Ammann: Tę kwestię pozostawiam otwartą. Jeżeli będzie warto. Treningi już sprawiają mi zdecydowanie więcej trudności niż dawniej. Rozmawiałem niedawno z moim managerem, jak ciężko bywało latem.  A teraz, taki początek sezonu …. Czasami tak niewiele potrzeba.

 

Berkutschi: Czy bywa ciężko wyjeżdżając zostawiać syna w domu?

Ammann: Pewnie w takiej sytuacji lepiej byłoby skakać zdecydowanie gorzej. Wtedy miałbym więcej wolnego czasu pomiędzy konkursami. Wszystko muszę dobrze i z wyprzedzeniem zaplanować, ale wiedziałem na co się piszę. Fajnie też zobaczyć małego o kilka dni starszego kiedy wracam do domu. Docenia się takie chwile, bo czas biegnie nieubłagalnie szybko. Dla mnie to jednak nie problem, żadne obciążenie.

 
Berkutschi: Młodzi szwajcarscy skoczkowie poczynili ostatnio znaczące postępy. Gregor Deschwanden już od pewnego czasu nieźle sobie radzi, latem sporą niespodziankę sprawił Kilian Peier. Czy myślisz, że uda ci się kiedyś stanąć kiedyś na podium konkursu drużynowego?

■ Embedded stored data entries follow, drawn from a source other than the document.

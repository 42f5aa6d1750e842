use super::blocklist::Blocklist;
use super::escalation::QuitEscalation;
use super::MonitorSettings;
use crate::logging::{EventLogger, TerminationKind};
use crate::platform::ProcessDirectory;
use std::collections::{BTreeSet, HashSet};
use std::sync::atomic::{AtomicBool, AtomicUsize, Ordering};
use std::sync::Arc;
use std::time::Instant;

/// Outcome of one poll cycle
#[derive(Debug, Clone, Copy, Default, PartialEq, Eq)]
pub struct CycleReport {
    /// Blocked applications found running
    pub matched: usize,
    /// Termination requests issued (one per matched application)
    pub requests: usize,
    /// Requests the directory could not deliver
    pub failures: usize,
}

/// Enumerate running applications once and issue one termination request
/// per running blocked application.
///
/// Errors are logged and swallowed; the caller's loop always continues.
pub fn run_cycle(
    directory: &dyn ProcessDirectory,
    blocklist: &BTreeSet<String>,
    escalation: &mut QuitEscalation,
    logger: &EventLogger,
) -> CycleReport {
    let mut report = CycleReport::default();

    if blocklist.is_empty() {
        escalation.retain_targeted(&HashSet::new());
        return report;
    }

    let applications = match directory.list() {
        Ok(applications) => applications,
        Err(e) => {
            logger.log_error(&format!("Failed to enumerate applications: {}", e), Some("poll_cycle"));
            return report;
        }
    };

    let now = Instant::now();
    let mut targeted = HashSet::new();

    for application in &applications {
        if !application.is_running || !blocklist.contains(&application.identifier) {
            continue;
        }
        // A directory may list the same identifier twice; request once
        if !targeted.insert(application.identifier.clone()) {
            continue;
        }

        report.matched += 1;
        let kind = escalation.next_request(&application.identifier, now);
        let delivered = match kind {
            TerminationKind::Graceful => directory.terminate(&application.identifier),
            TerminationKind::Forced => directory.force_terminate(&application.identifier),
        };
        report.requests += 1;
        if !delivered {
            report.failures += 1;
        }

        logger.log_termination(&application.identifier, &application.metadata.pids, kind, delivered);
    }

    escalation.retain_targeted(&targeted);
    report
}

/// Body of one monitor session's thread
pub(super) struct PollLoop {
    pub directory: Arc<dyn ProcessDirectory>,
    pub blocklist: Blocklist,
    pub settings: MonitorSettings,
    pub logger: EventLogger,
    pub running: Arc<AtomicBool>,
    pub active_loops: Arc<AtomicUsize>,
    pub session_id: String,
}

/// Keeps the live-loop count accurate even if a cycle panics
struct ActiveLoop(Arc<AtomicUsize>);

impl ActiveLoop {
    fn enter(counter: &Arc<AtomicUsize>) -> Self {
        counter.fetch_add(1, Ordering::SeqCst);
        Self(Arc::clone(counter))
    }
}

impl Drop for ActiveLoop {
    fn drop(&mut self) {
        self.0.fetch_sub(1, Ordering::SeqCst);
    }
}

impl PollLoop {
    pub fn run(self) {
        let _active = ActiveLoop::enter(&self.active_loops);
        self.logger
            .log_monitor_started(&self.session_id, self.settings.poll_interval);

        let mut escalation = QuitEscalation::new(self.settings.quit_grace_period);
        let mut cycles: u64 = 0;

        while self.running.load(Ordering::SeqCst) {
            let cycle_start = Instant::now();

            // Fresh snapshot every cycle so blocklist edits apply immediately
            let snapshot = self.blocklist.snapshot();
            run_cycle(self.directory.as_ref(), &snapshot, &mut escalation, &self.logger);
            cycles += 1;

            // Sleep out the rest of the interval; stop() unparks early
            let deadline = cycle_start + self.settings.poll_interval;
            while self.running.load(Ordering::SeqCst) {
                let now = Instant::now();
                if now >= deadline {
                    break;
                }
                std::thread::park_timeout(deadline - now);
            }
        }

        self.logger.log_monitor_stopped(&self.session_id, cycles);
    }
}

#[cfg(test)]
mod tests {
    use super::*;
    use crate::error::{EnforcementError, Result};
    use crate::models::{ApplicationMetadata, RunningApplication};
    use std::sync::Mutex;
    use std::time::Duration;

    const GAMES: &str = "/Applications/Games.app";
    const NOTES: &str = "/Applications/Notes.app";

    #[derive(Default)]
    struct ScriptedDirectory {
        running: Vec<RunningApplication>,
        fail_listing: bool,
        deliver: bool,
        requests: Mutex<Vec<(String, TerminationKind)>>,
    }

    impl ScriptedDirectory {
        fn with_running(identifiers: &[&str]) -> Self {
            Self {
                running: identifiers.iter().map(|id| app(id, true)).collect(),
                deliver: true,
                ..Default::default()
            }
        }

        fn requests(&self) -> Vec<(String, TerminationKind)> {
            self.requests.lock().unwrap().clone()
        }
    }

    fn app(identifier: &str, is_running: bool) -> RunningApplication {
        RunningApplication {
            identifier: identifier.to_string(),
            is_running,
            metadata: ApplicationMetadata {
                name: "test".to_string(),
                pids: vec![100],
                bundle_id: None,
            },
        }
    }

    impl ProcessDirectory for ScriptedDirectory {
        fn list(&self) -> Result<Vec<RunningApplication>> {
            if self.fail_listing {
                return Err(EnforcementError::TransientMonitor("listing failed".into()));
            }
            Ok(self.running.clone())
        }

        fn terminate(&self, identifier: &str) -> bool {
            self.requests
                .lock()
                .unwrap()
                .push((identifier.to_string(), TerminationKind::Graceful));
            self.deliver
        }

        fn force_terminate(&self, identifier: &str) -> bool {
            self.requests
                .lock()
                .unwrap()
                .push((identifier.to_string(), TerminationKind::Forced));
            self.deliver
        }
    }

    fn blocklist(identifiers: &[&str]) -> BTreeSet<String> {
        identifiers.iter().map(|id| id.to_string()).collect()
    }

    #[test]
    fn test_matching_application_gets_one_request() {
        let directory = ScriptedDirectory::with_running(&[GAMES, NOTES]);
        let mut escalation = QuitEscalation::new(Duration::from_secs(5));

        let report = run_cycle(&directory, &blocklist(&[GAMES]), &mut escalation, &EventLogger::default());

        assert_eq!(report, CycleReport { matched: 1, requests: 1, failures: 0 });
        assert_eq!(directory.requests(), vec![(GAMES.to_string(), TerminationKind::Graceful)]);
    }

    #[test]
    fn test_duplicate_listing_still_one_request() {
        let directory = ScriptedDirectory::with_running(&[GAMES, GAMES]);
        let mut escalation = QuitEscalation::new(Duration::from_secs(5));

        let report = run_cycle(&directory, &blocklist(&[GAMES]), &mut escalation, &EventLogger::default());
        assert_eq!(report.requests, 1);
    }

    #[test]
    fn test_not_running_entries_are_ignored() {
        let mut directory = ScriptedDirectory::with_running(&[]);
        directory.running = vec![app(GAMES, false)];
        let mut escalation = QuitEscalation::new(Duration::from_secs(5));

        let report = run_cycle(&directory, &blocklist(&[GAMES]), &mut escalation, &EventLogger::default());
        assert_eq!(report.requests, 0);
        assert!(directory.requests().is_empty());
    }

    #[test]
    fn test_listing_failure_is_swallowed() {
        let mut directory = ScriptedDirectory::with_running(&[GAMES]);
        directory.fail_listing = true;
        let mut escalation = QuitEscalation::new(Duration::from_secs(5));

        let report = run_cycle(&directory, &blocklist(&[GAMES]), &mut escalation, &EventLogger::default());
        assert_eq!(report, CycleReport::default());
    }

    #[test]
    fn test_undelivered_request_counts_as_failure() {
        let mut directory = ScriptedDirectory::with_running(&[GAMES]);
        directory.deliver = false;
        let mut escalation = QuitEscalation::new(Duration::from_secs(5));

        let report = run_cycle(&directory, &blocklist(&[GAMES]), &mut escalation, &EventLogger::default());
        assert_eq!(report.failures, 1);
    }

    #[test]
    fn test_zero_grace_period_forces_termination() {
        let directory = ScriptedDirectory::with_running(&[GAMES]);
        let mut escalation = QuitEscalation::new(Duration::ZERO);

        run_cycle(&directory, &blocklist(&[GAMES]), &mut escalation, &EventLogger::default());
        assert_eq!(directory.requests(), vec![(GAMES.to_string(), TerminationKind::Forced)]);
    }

    #[test]
    fn test_empty_blocklist_skips_enumeration() {
        let mut directory = ScriptedDirectory::with_running(&[GAMES]);
        directory.fail_listing = true;
        let mut escalation = QuitEscalation::new(Duration::from_secs(5));

        let report = run_cycle(&directory, &BTreeSet::new(), &mut escalation, &EventLogger::default());
        assert_eq!(report, CycleReport::default());
    }
}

Ammann: Szczerze mówiąc straciłem już nadzieję. Ale jesienią, kiedy byliśmy w Klingenthal, Killian zaczął spisywać się naprawdę dobrze. Całkiem dobrze wypadł również w konkursie inauguracyjnym tej zimy. Wprawdzie Gregor nie skacze obecnie za dobrze, ale tak to czasami bywa, dwa kroki w przód, trzy kroki w tył. To głównie problem psychiki. Ale poradzi sobie i z tym. Wtedy będzie nas już trzech. Ten czwarty zawsze się zmienia. Ale jest progres, idziemy w dobrym kierunku. W lutym pewnie nadal będziemy chłopakami do bicia, ale postaram się trochę zdjąć z nich tą presję. Postaramy się, damy z siebie wszystko.  Mamy w Szwajcarii takie powiedzenie “szczęście zdarza się kiedy zbieg okoliczności spotyka gotowość.”

 

Berkutschi: Nie udało ci się do chwili obecnej zdobyć jednego trofeum – nie wygrałeś nigdy Turnieju Czterech Skoczni. Czy miało to jakikolwiek wpływ na twoją decyzję o kontynuowaniu sportowej kariery?

Ammann: Zeszłoroczne zwycięstwo w Oberstorf ie nadal bardzo cieszy. To jedna z piękniejszych skoczni, wspaniałe miejsce do wygrywania. To również wielki prestiż, chociaż nie udało mi się jeszcze wygrać całego turnieju. Kiedy ostatnio byliśmy na treningach w  Oberstdorfie zdałem sobie sprawę, że to miejsce wyjątkowe i wiele dla mnie znaczy. Wprost nie mogę się doczekać powrotu na Schattenbergschanze, choć do tego czasu wiele się jeszcze wydarzy. Severin jest już w bardzo dobrej formie, Noriaki również, a Peter Prevc z konkursu na konkurs coraz silniejszy.

 

Berkutschi: Czy w twoim kalendarzu jest miejsce na Igrzyska Olimpijskie w roku 2018 w PyoengChang (KOR)?

Ammann: Nie mam pojęcia. Pomiędzy zdobywaniem medali jest u mnie zawsze osiem lat różnicy, więc teoretycznie teraz byłaby moja kolej.  Z drugiej jednak strony, po dobrym sezonie fajnie byłoby zejść ze sceny niepokonanym. Nie umiem jeszcze powiedzieć jak postąpię, i kiedy.

 

Berkutschi: Dziękujemy za wywiad i powodzenia.